(Provided data)

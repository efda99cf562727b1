//! Synchronization bus between editors and live views.
//!
//! A typed publish/subscribe channel scoped to one process. Editors publish
//! the complete new record after storing it; live views subscribe on mount
//! and drop their [`Subscription`] on teardown.
//!
//! # Delivery
//!
//! - `publish` runs every handler of the topic before it returns, in
//!   subscription order.
//! - A panicking handler is contained and logged; its siblings still run.
//! - Handlers may subscribe or unsubscribe while a publish is in flight;
//!   the change applies from the next publish on.
//!
//! The store stays the source of truth. A view that misses a publish still
//! reads the latest value on its next mount.
//!
//! # Example
//!
//! ```ignore
//! let bus = SyncBus::new();
//! let _sub = bus.subscribe(|gallery: &Gallery| println!("{} materials", gallery.len()));
//! bus.publish(&gallery);
//! ```

use crate::{
    content::{Content, Topic},
    log,
};
use parking_lot::RwLock;
use std::{
    any::Any,
    collections::BTreeMap,
    panic::{AssertUnwindSafe, catch_unwind},
    sync::{
        Arc, Weak,
        atomic::{AtomicU64, Ordering},
    },
};

/// A unique identifier for a subscription.
pub type SubscriptionId = u64;

/// Type-erased handler; the typed wrapper downcasts the payload.
type Handler = Arc<dyn Fn(&dyn Any) + Send + Sync>;

#[derive(Default)]
struct Registry {
    /// Per topic, handlers in subscription order.
    topics: RwLock<BTreeMap<Topic, Vec<(SubscriptionId, Handler)>>>,
    next_id: AtomicU64,
}

impl Registry {
    fn remove(&self, topic: Topic, id: SubscriptionId) -> bool {
        let mut topics = self.topics.write();
        let Some(handlers) = topics.get_mut(&topic) else {
            return false;
        };
        let before = handlers.len();
        handlers.retain(|(sub_id, _)| *sub_id != id);
        before != handlers.len()
    }
}

/// Typed in-process publish/subscribe bus. Cloning shares the same bus.
#[derive(Clone, Default)]
pub struct SyncBus {
    registry: Arc<Registry>,
}

impl SyncBus {
    pub fn new() -> Self {
        Self::default()
    }

    /// Register `handler` for changes of record type `C`.
    ///
    /// The handler stays registered until the returned guard is dropped.
    #[must_use = "dropping the subscription unsubscribes immediately"]
    pub fn subscribe<C, F>(&self, handler: F) -> Subscription
    where
        C: Content,
        F: Fn(&C) + Send + Sync + 'static,
    {
        let id = self.registry.next_id.fetch_add(1, Ordering::SeqCst);
        let erased: Handler = Arc::new(move |payload: &dyn Any| {
            if let Some(record) = payload.downcast_ref::<C>() {
                handler(record);
            }
        });

        self.registry
            .topics
            .write()
            .entry(C::TOPIC)
            .or_default()
            .push((id, erased));

        Subscription {
            registry: Arc::downgrade(&self.registry),
            topic: C::TOPIC,
            id,
        }
    }

    /// Deliver `payload` to every current subscriber of `C::TOPIC`.
    ///
    /// Returns the number of handlers that completed without panicking.
    pub fn publish<C: Content>(&self, payload: &C) -> usize {
        // Snapshot so handlers can (un)subscribe without deadlocking
        let handlers: Vec<(SubscriptionId, Handler)> = self
            .registry
            .topics
            .read()
            .get(&C::TOPIC)
            .cloned()
            .unwrap_or_default();

        let mut delivered = 0;
        for (id, handler) in handlers {
            let outcome = catch_unwind(AssertUnwindSafe(|| handler(payload as &dyn Any)));
            match outcome {
                Ok(()) => delivered += 1,
                Err(_) => log!("error"; "handler #{id} on `{}` panicked", C::TOPIC),
            }
        }
        delivered
    }

    /// Number of active subscriptions on `topic`.
    pub fn subscriber_count(&self, topic: Topic) -> usize {
        self.registry
            .topics
            .read()
            .get(&topic)
            .map_or(0, Vec::len)
    }
}

impl std::fmt::Debug for SyncBus {
    fn fmt(&self, f: &mut std::fmt::Formatter<'_>) -> std::fmt::Result {
        let topics = self.registry.topics.read();
        let counts: BTreeMap<&str, usize> = topics
            .iter()
            .map(|(topic, handlers)| (topic.as_str(), handlers.len()))
            .collect();
        f.debug_struct("SyncBus").field("subscribers", &counts).finish()
    }
}

/// Guard for an active subscription. Dropping it unsubscribes.
#[derive(Debug)]
pub struct Subscription {
    registry: Weak<Registry>,
    topic: Topic,
    id: SubscriptionId,
}

impl Subscription {
    pub const fn id(&self) -> SubscriptionId {
        self.id
    }

    pub const fn topic(&self) -> Topic {
        self.topic
    }

    /// Unsubscribe now instead of at the end of scope.
    pub fn unsubscribe(self) {}
}

impl Drop for Subscription {
    fn drop(&mut self) {
        // The bus may already be gone
        if let Some(registry) = self.registry.upgrade() {
            registry.remove(self.topic, self.id);
        }
    }
}

#[cfg(test)]
mod tests {
    use super::*;
    use crate::content::{AboutContent, Gallery};
    use parking_lot::Mutex;
    use std::sync::atomic::AtomicUsize;

    #[test]
    fn test_fan_out_reaches_every_subscriber_once() {
        let bus = SyncBus::new();
        let seen: Arc<Mutex<Vec<(usize, usize)>>> = Arc::default();

        let subs: Vec<Subscription> = (0..5)
            .map(|n| {
                let seen = Arc::clone(&seen);
                bus.subscribe(move |about: &AboutContent| {
                    seen.lock().push((n, about as *const AboutContent as usize));
                })
            })
            .collect();

        let about = AboutContent::seed();
        assert_eq!(bus.publish(&about), 5);

        let seen = seen.lock();
        assert_eq!(seen.len(), 5);
        // Subscription order, identical payload reference
        let order: Vec<usize> = seen.iter().map(|(n, _)| *n).collect();
        assert_eq!(order, [0, 1, 2, 3, 4]);
        let addr = &about as *const AboutContent as usize;
        assert!(seen.iter().all(|(_, a)| *a == addr));
        drop(subs);
    }

    #[test]
    fn test_drop_unsubscribes() {
        let bus = SyncBus::new();
        let counter = Arc::new(AtomicUsize::new(0));

        let c = Arc::clone(&counter);
        let sub = bus.subscribe(move |_: &Gallery| {
            c.fetch_add(1, Ordering::SeqCst);
        });
        assert_eq!(bus.subscriber_count(Topic::GalleryItemsUpdated), 1);

        bus.publish(&Gallery::seed());
        sub.unsubscribe();
        bus.publish(&Gallery::seed());

        assert_eq!(counter.load(Ordering::SeqCst), 1);
        assert_eq!(bus.subscriber_count(Topic::GalleryItemsUpdated), 0);
    }

    #[test]
    fn test_topics_are_isolated() {
        let bus = SyncBus::new();
        let counter = Arc::new(AtomicUsize::new(0));

        let c = Arc::clone(&counter);
        let _sub = bus.subscribe(move |_: &Gallery| {
            c.fetch_add(1, Ordering::SeqCst);
        });

        assert_eq!(bus.publish(&AboutContent::seed()), 0);
        assert_eq!(counter.load(Ordering::SeqCst), 0);
    }

    #[test]
    fn test_panicking_handler_does_not_block_siblings() {
        let bus = SyncBus::new();
        let counter = Arc::new(AtomicUsize::new(0));

        let _bad = bus.subscribe(|_: &AboutContent| panic!("render failed"));
        let c = Arc::clone(&counter);
        let _good = bus.subscribe(move |_: &AboutContent| {
            c.fetch_add(1, Ordering::SeqCst);
        });

        assert_eq!(bus.publish(&AboutContent::seed()), 1);
        assert_eq!(counter.load(Ordering::SeqCst), 1);
    }

    #[test]
    fn test_subscribe_during_publish() {
        let bus = SyncBus::new();
        let late: Arc<Mutex<Vec<Subscription>>> = Arc::default();

        let inner_bus = bus.clone();
        let holder = Arc::clone(&late);
        let _sub = bus.subscribe(move |_: &AboutContent| {
            holder.lock().push(inner_bus.subscribe(|_: &AboutContent| {}));
        });

        // New subscriber is not part of the running delivery
        assert_eq!(bus.publish(&AboutContent::seed()), 1);
        assert_eq!(bus.subscriber_count(Topic::AboutContentUpdated), 2);
        late.lock().clear();
        assert_eq!(bus.subscriber_count(Topic::AboutContentUpdated), 1);
    }

    #[test]
    fn test_subscription_outlives_bus() {
        let bus = SyncBus::new();
        let sub = bus.subscribe(|_: &Gallery| {});
        assert_eq!(sub.topic(), Topic::GalleryItemsUpdated);
        drop(bus);
        drop(sub);
    }
}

(End Provided data)

Return each line of the material above in which the string "AssertUnwindSafe" appears.

Result for this exercise:
    panic::{AssertUnwindSafe, catch_unwind},
            let outcome = catch_unwind(AssertUnwindSafe(|| handler(payload as &dyn Any)));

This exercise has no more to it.